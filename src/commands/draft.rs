//! Weighted map draft command

use crate::maps::{MapPool, UnknownMap};
use rand::Rng;

/// Weight adjustments and draw size for a draft
#[derive(Debug, Clone, Default)]
pub struct DraftConfig {
    pub count: usize,
    pub halve: Vec<String>,
    pub double: Vec<String>,
    pub remove: Vec<String>,
}

impl DraftConfig {
    #[must_use]
    pub const fn new(count: usize) -> Self {
        Self {
            count,
            halve: Vec::new(),
            double: Vec::new(),
            remove: Vec::new(),
        }
    }
}

/// Result of a draft
pub struct DraftResult {
    /// Maps in the order they were drawn
    pub picks: Vec<String>,
    /// Final weights used for the draw, scaled to integers
    pub weights: Vec<(String, u64)>,
}

/// Apply the adjustments in `config` to `pool` and draw
///
/// Removals are applied first, then halvings, then doublings. A name may be
/// listed more than once to apply its adjustment repeatedly.
///
/// # Errors
///
/// Returns `UnknownMap` for the first adjustment naming a map not in the pool.
pub fn run_draft<R: Rng + ?Sized>(
    mut pool: MapPool,
    config: &DraftConfig,
    rng: &mut R,
) -> Result<DraftResult, UnknownMap> {
    for name in &config.remove {
        pool.remove(name)?;
    }
    for name in &config.halve {
        pool.halve(name)?;
    }
    for name in &config.double {
        pool.double(name)?;
    }

    let weights = pool
        .names()
        .into_iter()
        .map(String::from)
        .zip(pool.integer_weights())
        .collect();
    let picks = pool
        .draft(config.count, rng)
        .into_iter()
        .map(String::from)
        .collect();

    Ok(DraftResult { picks, weights })
}
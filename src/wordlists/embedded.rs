//! Embedded word lists
//!
//! Word lists compiled into the binary at build time.

// Include generated word list from build script
include!(concat!(env!("OUT_DIR"), "/helper_words.rs"));
//! TUI application state and logic

use crate::core::{BoardConfig, BoardError};
use crate::game::{ColorGame, GameConfig, TileKind};
use crate::maps::DEFAULT_MAPS;
use crate::wordlists::RandomWords;
use anyhow::Result;
use crossterm::{
    event::{
        self, DisableMouseCapture, EnableMouseCapture, Event, KeyCode, KeyEventKind, KeyModifiers,
    },
    execute,
    terminal::{EnterAlternateScreen, LeaveAlternateScreen, disable_raw_mode, enable_raw_mode},
};
use log::info;
use rand::SeedableRng;
use rand::rngs::StdRng;
use ratatui::{Terminal, backend::CrosstermBackend};
use std::io;

/// Settings that stay fixed across games in one session
#[derive(Debug, Clone)]
pub struct PlaySettings {
    /// Fixed color count, or `None` to draw one per game
    pub color_count: Option<usize>,
    pub max_attempts: usize,
}

/// Application state
pub struct App {
    pub game: ColorGame<StdRng>,
    pub cursor: usize,
    pub messages: Vec<Message>,
    pub stats: Statistics,
    pub should_quit: bool,
    settings: PlaySettings,
    words: Vec<String>,
    rng: StdRng,
}

#[derive(Debug, Clone, Copy, PartialEq, Eq)]
pub enum Move {
    Up,
    Down,
    Left,
    Right,
}

#[derive(Debug, Clone)]
pub struct Message {
    pub text: String,
    pub style: MessageStyle,
}

#[derive(Debug, Clone)]
pub enum MessageStyle {
    Info,
    Success,
    Error,
}

#[derive(Debug, Default, Clone)]
pub struct Statistics {
    pub total_games: usize,
    pub maps_found: usize,
    pub maps_eliminated: usize,
}

fn build_game(
    settings: &PlaySettings,
    words: &[String],
    rng: &mut StdRng,
) -> Result<ColorGame<StdRng>, BoardError> {
    let board = settings
        .color_count
        .map_or_else(|| BoardConfig::with_random_color_count(rng), BoardConfig::new)
        .max_attempts(settings.max_attempts);
    let mut source = RandomWords::new(words.to_vec(), StdRng::from_rng(rng))?;
    ColorGame::new(
        &GameConfig::new(board),
        DEFAULT_MAPS,
        &mut source,
        StdRng::from_rng(rng),
    )
}

impl App {
    /// Start a session with its first game
    ///
    /// # Errors
    ///
    /// Returns `BoardError` if the first game cannot be generated.
    pub fn new(
        settings: PlaySettings,
        words: Vec<String>,
        mut rng: StdRng,
    ) -> Result<Self, BoardError> {
        let game = build_game(&settings, &words, &mut rng)?;

        let mut app = Self {
            game,
            cursor: 0,
            messages: Vec::new(),
            stats: Statistics {
                total_games: 1,
                ..Statistics::default()
            },
            should_quit: false,
            settings,
            words,
            rng,
        };
        app.add_message(
            "Welcome! Flip the map named under FIND. Any other map you flip is eliminated.",
            MessageStyle::Info,
        );
        app.add_message(
            "Dots show which colors a hidden tile's letters belong to.",
            MessageStyle::Info,
        );
        Ok(app)
    }

    pub fn new_game(&mut self) {
        match build_game(&self.settings, &self.words, &mut self.rng) {
            Ok(game) => {
                self.game = game;
                self.cursor = 0;
                self.stats.total_games += 1;
                self.messages.clear();
                self.add_message("New game started!", MessageStyle::Info);
                info!("new game with {} colors", self.game.board().colors().len());
            }
            Err(err) => self.add_message(
                &format!("Could not start a game: {err}"),
                MessageStyle::Error,
            ),
        }
    }

    /// Move the cursor one tile, stopping at the grid edges
    pub fn move_cursor(&mut self, direction: Move) {
        let (cols, _) = self.game.grid();
        let len = self.game.tiles().len();
        if len == 0 || cols == 0 {
            return;
        }

        let (row, col) = (self.cursor / cols, self.cursor % cols);
        let next = match direction {
            Move::Up if row > 0 => self.cursor - cols,
            Move::Down => self.cursor + cols,
            Move::Left if col > 0 => self.cursor - 1,
            Move::Right if col + 1 < cols => self.cursor + 1,
            _ => self.cursor,
        };
        if next < len {
            self.cursor = next;
        }
    }

    /// Flip the tile under the cursor
    pub fn reveal_selected(&mut self) {
        let Some(outcome) = self.game.reveal(self.cursor) else {
            self.add_message("That tile is already flipped.", MessageStyle::Error);
            return;
        };

        let word = self.game.tiles()[outcome.index].word.clone();
        match (outcome.kind, outcome.eliminated) {
            (TileKind::Map, true) => {
                self.stats.maps_eliminated += 1;
                self.add_message(&format!("{word} is eliminated!"), MessageStyle::Error);
            }
            (TileKind::Map, false) => {
                self.stats.maps_found += 1;
                self.add_message(&format!("Found {word}!"), MessageStyle::Success);
            }
            (TileKind::Helper, _) if outcome.newly_revealed.is_empty() => {
                self.add_message(&format!("{word}: no new letters"), MessageStyle::Info);
            }
            (TileKind::Helper, _) => {
                self.add_message(
                    &format!("{word}: revealed {}", outcome.newly_revealed),
                    MessageStyle::Info,
                );
            }
        }

        if self.game.is_finished() {
            self.add_message(
                "Every map is face up! Press 'n' for new game or 'q' to quit.",
                MessageStyle::Success,
            );
        }
    }

    pub fn add_message(&mut self, text: &str, style: MessageStyle) {
        self.messages.push(Message {
            text: text.to_string(),
            style,
        });

        // Keep only last 5 messages
        if self.messages.len() > 5 {
            self.messages.remove(0);
        }
    }
}

/// Run the TUI application
///
/// # Errors
///
/// Returns an error if terminal setup/cleanup fails or if there's an I/O error
/// during rendering or event handling.
pub fn run_tui(app: App) -> Result<()> {
    // Setup terminal
    enable_raw_mode()?;
    let mut stdout = io::stdout();
    execute!(stdout, EnterAlternateScreen, EnableMouseCapture)?;
    let backend = CrosstermBackend::new(stdout);
    let mut terminal = Terminal::new(backend)?;

    let res = run_app(&mut terminal, app);

    // Restore terminal
    disable_raw_mode()?;
    execute!(
        terminal.backend_mut(),
        LeaveAlternateScreen,
        DisableMouseCapture
    )?;
    terminal.show_cursor()?;

    if let Err(err) = res {
        eprintln!("Error: {err}");
    }

    Ok(())
}

fn run_app<B: ratatui::backend::Backend>(terminal: &mut Terminal<B>, mut app: App) -> Result<()> {
    loop {
        terminal.draw(|f| super::rendering::ui(f, &app))?;

        if let Event::Key(key) = event::read()? {
            // Only process key press events (fixes Windows double-input bug)
            if key.kind != KeyEventKind::Press {
                continue;
            }

            match key.code {
                KeyCode::Char('c') if key.modifiers.contains(KeyModifiers::CONTROL) => {
                    app.should_quit = true;
                }
                KeyCode::Char('q') | KeyCode::Esc => app.should_quit = true,
                KeyCode::Char('n') => app.new_game(),
                KeyCode::Up | KeyCode::Char('k') => app.move_cursor(Move::Up),
                KeyCode::Down | KeyCode::Char('j') => app.move_cursor(Move::Down),
                KeyCode::Left | KeyCode::Char('h') => app.move_cursor(Move::Left),
                KeyCode::Right | KeyCode::Char('l') => app.move_cursor(Move::Right),
                KeyCode::Enter | KeyCode::Char(' ') => app.reveal_selected(),
                _ => {}
            }
        }

        if app.should_quit {
            break;
        }
    }

    Ok(())
}
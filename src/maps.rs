//! Competitive map pool and weighted draft
//!
//! Every map starts with the same weight. Weights can be halved or doubled
//! (repeatedly) to bias the draw, or a map can be removed outright. Drawing
//! scales the weights to integers and picks with replacement.

use rand::Rng;
use std::fmt;

/// The default competitive map pool
pub const DEFAULT_MAPS: &[&str] = &[
    "Mirage", "Inferno", "Overpass", "Train", "Cache", "Dust II", "Agency", "Office", "Anubis",
    "Nuke", "Vertigo",
];

/// Weight each map starts with
pub const BASE_WEIGHT: f64 = 10.0;

/// Error for weight adjustments naming a map that is not in the pool
#[derive(Debug, Clone, PartialEq, Eq)]
pub struct UnknownMap(pub String);

impl fmt::Display for UnknownMap {
    fn fmt(&self, f: &mut fmt::Formatter<'_>) -> fmt::Result {
        write!(f, "No map named '{}' in the pool", self.0)
    }
}

impl std::error::Error for UnknownMap {}

#[derive(Debug, Clone, PartialEq)]
pub struct MapEntry {
    pub name: String,
    pub weight: f64,
}

/// A weighted set of maps
#[derive(Debug, Clone, PartialEq)]
pub struct MapPool {
    entries: Vec<MapEntry>,
}

impl MapPool {
    /// Pool over `names`, each with `BASE_WEIGHT`
    #[must_use]
    pub fn new<S: AsRef<str>>(names: &[S]) -> Self {
        Self {
            entries: names
                .iter()
                .map(|name| MapEntry {
                    name: name.as_ref().to_string(),
                    weight: BASE_WEIGHT,
                })
                .collect(),
        }
    }

    #[must_use]
    pub fn entries(&self) -> &[MapEntry] {
        &self.entries
    }

    #[must_use]
    pub fn names(&self) -> Vec<&str> {
        self.entries.iter().map(|e| e.name.as_str()).collect()
    }

    #[must_use]
    pub fn is_empty(&self) -> bool {
        self.entries.is_empty()
    }

    fn entry_mut(&mut self, name: &str) -> Result<&mut MapEntry, UnknownMap> {
        self.entries
            .iter_mut()
            .find(|e| e.name.eq_ignore_ascii_case(name))
            .ok_or_else(|| UnknownMap(name.to_string()))
    }

    /// Halve the weight of `name`
    ///
    /// # Errors
    /// Returns `UnknownMap` if no map matches (case-insensitive).
    pub fn halve(&mut self, name: &str) -> Result<(), UnknownMap> {
        self.entry_mut(name)?.weight /= 2.0;
        Ok(())
    }

    /// Double the weight of `name`
    ///
    /// # Errors
    /// Returns `UnknownMap` if no map matches (case-insensitive).
    pub fn double(&mut self, name: &str) -> Result<(), UnknownMap> {
        self.entry_mut(name)?.weight *= 2.0;
        Ok(())
    }

    /// Drop `name` from the pool
    ///
    /// # Errors
    /// Returns `UnknownMap` if no map matches (case-insensitive).
    pub fn remove(&mut self, name: &str) -> Result<(), UnknownMap> {
        let index = self
            .entries
            .iter()
            .position(|e| e.name.eq_ignore_ascii_case(name))
            .ok_or_else(|| UnknownMap(name.to_string()))?;
        self.entries.remove(index);
        Ok(())
    }

    /// Weights scaled by powers of ten until every one is a whole number
    ///
    /// Halving a weight of 10 once gives 5, twice gives 2.5, so the pool is
    /// scaled by 10 until no fractional part is left.
    #[must_use]
    pub fn integer_weights(&self) -> Vec<u64> {
        let mut weights: Vec<f64> = self.entries.iter().map(|e| e.weight).collect();
        // Bounded: a weight halved k times needs at most k scalings
        for _ in 0..64 {
            if weights.iter().all(|w| w.fract() == 0.0) {
                break;
            }
            for weight in &mut weights {
                *weight *= 10.0;
            }
        }
        weights.iter().map(|w| w.round() as u64).collect()
    }

    /// Draw one map, weighted, with replacement
    ///
    /// Returns `None` when the pool is empty or every weight is zero.
    pub fn draw<R: Rng + ?Sized>(&self, rng: &mut R) -> Option<&str> {
        let weights = self.integer_weights();
        let total: u64 = weights.iter().sum();
        if total == 0 {
            return None;
        }

        let roll = rng.random_range(1..=total);
        let mut cumulative = 0;
        for (entry, weight) in self.entries.iter().zip(weights) {
            if cumulative < roll && roll <= cumulative + weight {
                return Some(entry.name.as_str());
            }
            cumulative += weight;
        }
        None
    }

    /// Draw `count` maps independently
    pub fn draft<R: Rng + ?Sized>(&self, count: usize, rng: &mut R) -> Vec<&str> {
        (0..count).filter_map(|_| self.draw(rng)).collect()
    }
}

impl Default for MapPool {
    fn default() -> Self {
        Self::new(DEFAULT_MAPS)
    }
}

/// English ordinal for a 1-based position
#[must_use]
pub fn ordinal(position: usize) -> String {
    let suffix = match (position % 10, position % 100) {
        (_, 11..=13) => "th",
        (1, _) => "st",
        (2, _) => "nd",
        (3, _) => "rd",
        _ => "th",
    };
    format!("{position}{suffix}")
}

=======

### WHAT THE TASK ASKS
The answer must be every line from the entries above that holds the string "BoardConfig".

### EXPECTED ANSWER
use crate::core::{BoardConfig, BoardError};
        .map_or_else(|| BoardConfig::with_random_color_count(rng), BoardConfig::new)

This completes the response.